This is a conversation that I had in numerous sessions and coffees throughout Skoll World Forum. It was also one of the key themes from the session hosted by Mercy Corps and USAID on sharing the learnings from their investments in the Innovation Investment Alliance. There is a common ground emerging; these conversations are hinting at the start of innovative new business models that allow for hybrid grant and revenue streams.

The Problem:

Social enterprises are addressing market failures. They bring products or services to underserved markets, often at low margins, and often at high costs. However, market failures exist for a reason; many companies are realising that even at scale, high volume low margin products are not able to generate the revenues that are necessary to be sustainable. However, social enterprises often sell themselves on this vision- that with initial capital to pilot and build systems, they will be financially sustainable at scale.

The Solution:

Philanthropic capital- which does not require financial returns, can help bridge this fault line, and maximise the potential impact of social enterprises. This does not mean we should revert to the large scale unsustainable development models of the 1990’s, but use philanthropic capital as way of targeting the market failure and allowing social enterprises to maintain their focus on their mission and outcomes. This hybrid model is being utilised in the FundiFix hand pump repair service designed by Dr. Rob Hope out of the University of Oxford. The model uses monthly user subscription payments to pool capital to finance prompt hand pump repairs. However, the willingness to pay only accounts for 2/3 of the cost of the service, and the remaining cost is subsidised through grant funding. This is also used in much larger social enterprises.  Ella Gudwin from Vision Spring spoke about how their model has shifted from seeking to maintain cost recovery- and retailing glasses at increasingly higher prices, to minimising the “philanthropy per pair” and serving their target customer.  They were able to do this under a scaling innovation grant from USAID and Mercy Corps, demonstrating that donors are also recognising the need for the pivot into these hybrid models.
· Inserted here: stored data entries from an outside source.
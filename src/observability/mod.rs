//! Observability subsystem.
//!
//! # Data Flow
//! ```text
//! Handlers and store produce:
//!     → tracing events (structured fields: user_id, request_id)
//!     → logging.rs subscriber (pretty or JSON to stdout)
//! HTTP layer produces:
//!     → TraceLayer spans per request (tower-http)
//! ```
//!
//! # Design Decisions
//! - Structured logging via the tracing crate
//! - `RUST_LOG` overrides the configured level
//! - No metrics exporter

pub mod logging;
//! User CRUD handlers.
//!
//! Each handler validates its inputs through the extractors in
//! `request.rs`, performs exactly one store call, and returns. The store lock
//! is taken and released inside that call.

use axum::{extract::State, http::StatusCode, Json};
use serde::Serialize;

use crate::http::request::{JsonBody, UserIdParam, UserIdQuery, UserPayload};
use crate::http::response::ApiError;
use crate::http::server::AppState;
use crate::store::User;

/// `POST /users`
pub async fn create_user(
    State(state): State<AppState>,
    JsonBody(payload): JsonBody<Option<UserPayload>>,
) -> (StatusCode, Json<User>) {
    let user = state.store.create(payload.unwrap_or_default().name);
    (StatusCode::CREATED, Json(user))
}

/// `GET /users/{id}`
pub async fn get_user(
    State(state): State<AppState>,
    UserIdParam(id): UserIdParam,
) -> Result<Json<User>, ApiError> {
    Ok(Json(state.store.get(id)?))
}

/// `GET /users?id={id}`
pub async fn get_user_by_query(
    State(state): State<AppState>,
    UserIdQuery(id): UserIdQuery,
) -> Result<Json<User>, ApiError> {
    Ok(Json(state.store.get(id)?))
}

/// `PUT /users/{id}`
pub async fn update_user(
    State(state): State<AppState>,
    UserIdParam(id): UserIdParam,
    JsonBody(payload): JsonBody<Option<UserPayload>>,
) -> Result<Json<User>, ApiError> {
    let name = payload.unwrap_or_default().name;
    Ok(Json(state.store.update(id, name)?))
}

/// `DELETE /users/{id}`
pub async fn delete_user(
    State(state): State<AppState>,
    UserIdParam(id): UserIdParam,
) -> Result<StatusCode, ApiError> {
    state.store.delete(id)?;
    Ok(StatusCode::NO_CONTENT)
}

#[derive(Debug, Serialize)]
pub struct ServiceStatus {
    pub version: &'static str,
    pub status: &'static str,
    pub users: usize,
}

/// `GET /status`
pub async fn get_status(State(state): State<AppState>) -> Json<ServiceStatus> {
    Json(ServiceStatus {
        version: env!("CARGO_PKG_VERSION"),
        status: "operational",
        users: state.store.len(),
    })
}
It is increasingly clear that there is not one single model for social enterprise, and a single-minded focus on achieving commercial sustainability may limit the impact. Innovative hybrid models that use the social enterprise ethos of cost effectiveness in combination with smart grant funding that can subsidise the product can address the market failures preventing social enterprises achieving impact at scale. There is immense opportunity to achieve scale and impact through creating this common ground.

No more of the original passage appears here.